**Work instruction**
Give back an exact copy of the lines in the records below, from the line that has "#[derive(Deserialize)]" through the line that has "key.retain(|ch| !ch.is_ascii_whitespace());", and nothing besides.

━━━ Source data ━━━

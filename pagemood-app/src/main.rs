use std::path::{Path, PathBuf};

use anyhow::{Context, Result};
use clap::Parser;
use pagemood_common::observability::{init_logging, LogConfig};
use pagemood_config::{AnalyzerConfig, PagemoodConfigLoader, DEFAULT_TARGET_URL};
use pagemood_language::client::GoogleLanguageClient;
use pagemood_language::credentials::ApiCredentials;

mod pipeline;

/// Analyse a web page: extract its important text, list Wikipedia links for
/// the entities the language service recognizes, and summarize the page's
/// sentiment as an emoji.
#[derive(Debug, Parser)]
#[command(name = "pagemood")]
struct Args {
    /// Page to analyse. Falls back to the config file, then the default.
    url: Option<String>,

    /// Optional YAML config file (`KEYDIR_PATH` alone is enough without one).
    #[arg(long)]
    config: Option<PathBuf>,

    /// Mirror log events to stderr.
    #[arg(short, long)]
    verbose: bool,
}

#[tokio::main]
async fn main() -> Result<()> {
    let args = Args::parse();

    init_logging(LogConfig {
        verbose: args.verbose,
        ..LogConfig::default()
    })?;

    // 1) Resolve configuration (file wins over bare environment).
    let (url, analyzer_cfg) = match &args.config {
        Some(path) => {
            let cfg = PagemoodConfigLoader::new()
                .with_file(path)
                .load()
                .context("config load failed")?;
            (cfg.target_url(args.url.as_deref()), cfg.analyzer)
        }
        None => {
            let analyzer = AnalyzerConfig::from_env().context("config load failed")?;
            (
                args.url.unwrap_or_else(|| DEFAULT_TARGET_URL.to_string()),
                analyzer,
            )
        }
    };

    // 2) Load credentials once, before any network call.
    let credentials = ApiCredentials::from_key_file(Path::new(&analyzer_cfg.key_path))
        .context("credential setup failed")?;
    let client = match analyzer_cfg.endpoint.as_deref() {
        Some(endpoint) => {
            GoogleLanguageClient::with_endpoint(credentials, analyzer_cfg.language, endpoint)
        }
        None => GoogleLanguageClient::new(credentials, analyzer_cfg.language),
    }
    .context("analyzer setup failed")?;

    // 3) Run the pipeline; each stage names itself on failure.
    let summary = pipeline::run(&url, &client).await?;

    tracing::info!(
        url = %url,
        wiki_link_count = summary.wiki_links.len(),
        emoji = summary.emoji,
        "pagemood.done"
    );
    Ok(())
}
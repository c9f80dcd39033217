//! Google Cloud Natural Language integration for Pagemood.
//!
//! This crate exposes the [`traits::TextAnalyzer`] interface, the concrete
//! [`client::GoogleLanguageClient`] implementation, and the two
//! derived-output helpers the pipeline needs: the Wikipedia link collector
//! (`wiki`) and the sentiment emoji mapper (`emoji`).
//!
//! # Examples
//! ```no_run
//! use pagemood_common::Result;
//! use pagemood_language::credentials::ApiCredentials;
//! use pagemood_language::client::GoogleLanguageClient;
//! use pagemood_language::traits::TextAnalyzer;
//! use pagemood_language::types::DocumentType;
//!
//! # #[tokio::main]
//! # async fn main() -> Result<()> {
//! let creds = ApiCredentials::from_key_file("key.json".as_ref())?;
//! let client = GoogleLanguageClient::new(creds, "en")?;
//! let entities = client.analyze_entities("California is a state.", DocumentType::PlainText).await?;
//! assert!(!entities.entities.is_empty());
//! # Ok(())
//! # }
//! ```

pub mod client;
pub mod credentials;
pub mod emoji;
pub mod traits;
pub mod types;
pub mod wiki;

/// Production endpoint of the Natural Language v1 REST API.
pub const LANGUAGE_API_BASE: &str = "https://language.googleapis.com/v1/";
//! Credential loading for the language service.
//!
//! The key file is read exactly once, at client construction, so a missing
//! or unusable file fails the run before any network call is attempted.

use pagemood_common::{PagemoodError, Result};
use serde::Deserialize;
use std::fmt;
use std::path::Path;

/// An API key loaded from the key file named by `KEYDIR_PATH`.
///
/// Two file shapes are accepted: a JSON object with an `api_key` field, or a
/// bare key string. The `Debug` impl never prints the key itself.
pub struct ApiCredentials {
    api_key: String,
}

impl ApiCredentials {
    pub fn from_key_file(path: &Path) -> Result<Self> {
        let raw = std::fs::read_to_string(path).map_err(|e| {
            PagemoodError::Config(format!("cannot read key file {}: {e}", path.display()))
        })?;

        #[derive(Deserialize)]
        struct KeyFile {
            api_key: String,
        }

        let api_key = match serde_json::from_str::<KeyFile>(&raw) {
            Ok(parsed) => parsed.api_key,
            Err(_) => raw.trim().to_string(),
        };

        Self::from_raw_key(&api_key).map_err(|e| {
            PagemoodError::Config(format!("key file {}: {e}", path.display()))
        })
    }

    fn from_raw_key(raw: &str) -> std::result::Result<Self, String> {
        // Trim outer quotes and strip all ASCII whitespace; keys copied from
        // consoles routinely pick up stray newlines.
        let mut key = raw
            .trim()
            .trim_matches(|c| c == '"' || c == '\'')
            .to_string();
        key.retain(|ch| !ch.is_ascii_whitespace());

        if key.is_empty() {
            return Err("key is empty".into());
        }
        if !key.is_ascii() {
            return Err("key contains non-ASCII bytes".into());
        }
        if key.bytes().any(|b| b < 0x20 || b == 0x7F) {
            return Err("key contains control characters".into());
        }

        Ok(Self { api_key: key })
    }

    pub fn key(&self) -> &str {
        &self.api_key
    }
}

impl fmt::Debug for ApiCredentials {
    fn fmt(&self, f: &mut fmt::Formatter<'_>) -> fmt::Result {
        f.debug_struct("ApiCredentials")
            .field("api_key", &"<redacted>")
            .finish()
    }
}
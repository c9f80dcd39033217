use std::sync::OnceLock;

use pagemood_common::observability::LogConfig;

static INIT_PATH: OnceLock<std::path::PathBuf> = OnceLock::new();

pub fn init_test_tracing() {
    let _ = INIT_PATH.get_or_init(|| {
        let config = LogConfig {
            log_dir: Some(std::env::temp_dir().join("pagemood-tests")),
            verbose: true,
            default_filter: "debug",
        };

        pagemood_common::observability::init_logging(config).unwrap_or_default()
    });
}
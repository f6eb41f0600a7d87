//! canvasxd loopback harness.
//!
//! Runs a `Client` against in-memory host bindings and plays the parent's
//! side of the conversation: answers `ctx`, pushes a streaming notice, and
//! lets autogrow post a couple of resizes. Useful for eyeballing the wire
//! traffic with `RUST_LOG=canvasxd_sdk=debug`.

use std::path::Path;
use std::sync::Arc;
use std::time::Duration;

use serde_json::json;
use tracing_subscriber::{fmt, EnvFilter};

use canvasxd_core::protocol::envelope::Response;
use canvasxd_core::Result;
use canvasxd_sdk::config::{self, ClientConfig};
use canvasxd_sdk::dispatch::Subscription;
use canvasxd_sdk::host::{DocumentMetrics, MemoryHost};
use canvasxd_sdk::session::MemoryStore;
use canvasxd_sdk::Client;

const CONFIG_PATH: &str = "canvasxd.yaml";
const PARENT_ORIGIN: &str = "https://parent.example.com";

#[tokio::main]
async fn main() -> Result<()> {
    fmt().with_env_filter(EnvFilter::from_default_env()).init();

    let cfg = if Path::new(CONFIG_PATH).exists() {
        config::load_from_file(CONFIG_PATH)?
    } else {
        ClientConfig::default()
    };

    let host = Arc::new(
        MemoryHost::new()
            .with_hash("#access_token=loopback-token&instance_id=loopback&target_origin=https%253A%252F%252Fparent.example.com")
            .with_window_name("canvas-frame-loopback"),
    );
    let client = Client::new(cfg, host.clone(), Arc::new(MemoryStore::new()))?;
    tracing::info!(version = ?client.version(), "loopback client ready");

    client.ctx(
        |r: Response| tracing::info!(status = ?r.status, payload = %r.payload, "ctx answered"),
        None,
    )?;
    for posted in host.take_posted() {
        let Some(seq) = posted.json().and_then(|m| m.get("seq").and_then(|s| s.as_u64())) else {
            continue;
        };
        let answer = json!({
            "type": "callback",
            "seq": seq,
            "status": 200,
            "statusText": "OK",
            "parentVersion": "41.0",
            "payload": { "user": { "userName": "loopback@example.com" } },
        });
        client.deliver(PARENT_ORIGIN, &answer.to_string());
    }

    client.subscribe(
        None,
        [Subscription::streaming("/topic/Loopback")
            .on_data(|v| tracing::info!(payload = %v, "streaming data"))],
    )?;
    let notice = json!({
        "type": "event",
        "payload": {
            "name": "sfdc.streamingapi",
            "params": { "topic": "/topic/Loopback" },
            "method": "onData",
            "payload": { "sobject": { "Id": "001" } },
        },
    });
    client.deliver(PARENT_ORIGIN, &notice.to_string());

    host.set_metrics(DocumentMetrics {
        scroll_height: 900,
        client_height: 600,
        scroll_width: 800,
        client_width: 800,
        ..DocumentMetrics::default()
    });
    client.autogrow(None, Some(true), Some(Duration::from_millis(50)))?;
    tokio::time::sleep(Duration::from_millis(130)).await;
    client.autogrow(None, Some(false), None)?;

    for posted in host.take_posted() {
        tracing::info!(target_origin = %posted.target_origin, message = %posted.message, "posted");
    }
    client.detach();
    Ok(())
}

━━━

**The completed task**
        #[derive(Deserialize)]
        struct KeyFile {
            api_key: String,
        }

        let api_key = match serde_json::from_str::<KeyFile>(&raw) {
            Ok(parsed) => parsed.api_key,
            Err(_) => raw.trim().to_string(),
        };

        Self::from_raw_key(&api_key).map_err(|e| {
            PagemoodError::Config(format!("key file {}: {e}", path.display()))
        })
    }

    fn from_raw_key(raw: &str) -> std::result::Result<Self, String> {
        // Trim outer quotes and strip all ASCII whitespace; keys copied from
        // consoles routinely pick up stray newlines.
        let mut key = raw
            .trim()
            .trim_matches(|c| c == '"' || c == '\'')
            .to_string();
        key.retain(|ch| !ch.is_ascii_whitespace());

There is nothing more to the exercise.